The intuitive parameters that reflect the grade determining nuclear features indeed showed a good correlation with the grading scores of the pathologists, with agreement rates of > 85% .Tumors with grade score 5 had higher mean nuclear area (625 \( \mu \text{m}\)2) compared to tumors grade score 3 (580 \( \mu \text{m}\)2, p = 0.04) and grade score 1 (570 \( \mu \text{m}\)2, p = 0.01). This parameter represents the nuclear size. When we looked at the standard deviation of the nuclear area, there was a correlation between higher grade scores and higher levels of standard deviation of nuclear area, and this parameter reflects the nuclear pleomorphism. The intensity of the color in the nuclei also showed a correlation with the grade, with high grade tumors being associated with darker color intensity. This parameter is the measured nuclear hyperchromasia. We have also examined the 90th percentile of nuclear area (Fig. 4). The mean of the 90th percentile of nuclear area was 1050 \( \mu \text{m}\)2 for tumors in grade group 5, which as expected was significantly larger compared to tumors in grade group 3 (700 \( \mu \text{m}\)2, p < 0.01) and tumors in grade group 1 (592 \( \mu \text{m}\)2, p < 0.01).

Fig. 4
figure 4

The 90th percentile of nuclear area. There was a correlation between higher tumor grade score and higher 90th percentile of nuclear area

Surprisingly, the parameter most associated with grade was the 10th percentile of the nuclear area. This parameter was in fact smaller in high grade tumors, meaning that the higher the tumor grade is, the smaller is the cells area in the 10th percentile. The mean of 10th percentile nuclear area was 52\( \mu \text{m}\)2 for tumors in grade group 5, which was significantly smaller compared to tumors in grade group 3 (110\( \mu \text{m}\)2, p < 0.01) and tumors in grade group 1 (152\( \mu \text{m}\)2, p < 0.01). Looking at the images we have noticed that the reason for this unexpected finding is that high grade tumors tend to have inflammatory cells (lymphocytes and neutrophils) infiltrating between tumor cells, a finding that was almost not seen at all in low grade tumors. This correlation between higher tumor grade and lower 10th percentile of nuclear area was with the highest agreement rate of 94.5% (Fig. 5).

Fig. 5
figure 5

The parameter of the 10th percentile of nuclear area compared to the grading scores of the pathologists. There was a correlation between higher grade score and lower 10th percentile of nuclear area (a), a finding that was explained by the presence of intense inflammatory cells infiltrating between tumor cells (b)

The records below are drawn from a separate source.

// Application state module
// Bundles the loaded configuration with the route table

use crate::routing::Router;

use super::types::Config;

/// Application state shared by every connection
///
/// Everything here is fixed at startup; requests are stateless, so no
/// locking is required.
pub struct AppState {
    pub config: Config,
    pub router: Router,
}

impl AppState {
    pub fn new(config: &Config) -> Self {
        Self {
            config: config.clone(),
            router: Router::from_routes(&config.routes),
        }
    }
}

In the training cohort, all ten cases of LGUC had almost no inflammatory cells, and only one out of the ten cases of HGUC had almost no inflammatory cells, with the other nine cases showing inflammatory infiltrate. Chi-square test showed that this difference was statistically significant (p < 0.01). In the validation cohort, seven out of ten (7/10) cases of HGUC had inflammation, and one out of ten (1/10) cases of LGUC had inflammation. Chi-square test also showed that this difference was statistically significant (p < 0.01). We have further tested the correlation between tumor grade and inflammation on a total of 100 cases by testing additional new 60 cases (30 HGUC and 30 LGUC) for the presence of inflammation. In the additional 30 HGUC cases, 19 had inflammation (19/30), and only six out of the thirty cases (6/30) of LGUC had inflammation. In the overall 100 cases, there were 35/50 HGUC with inflammation and 7/50 LGUC cases with inflammation. Chi-square test showed that the correlation between high grade and inflammation was statistically significant (p < 0.01).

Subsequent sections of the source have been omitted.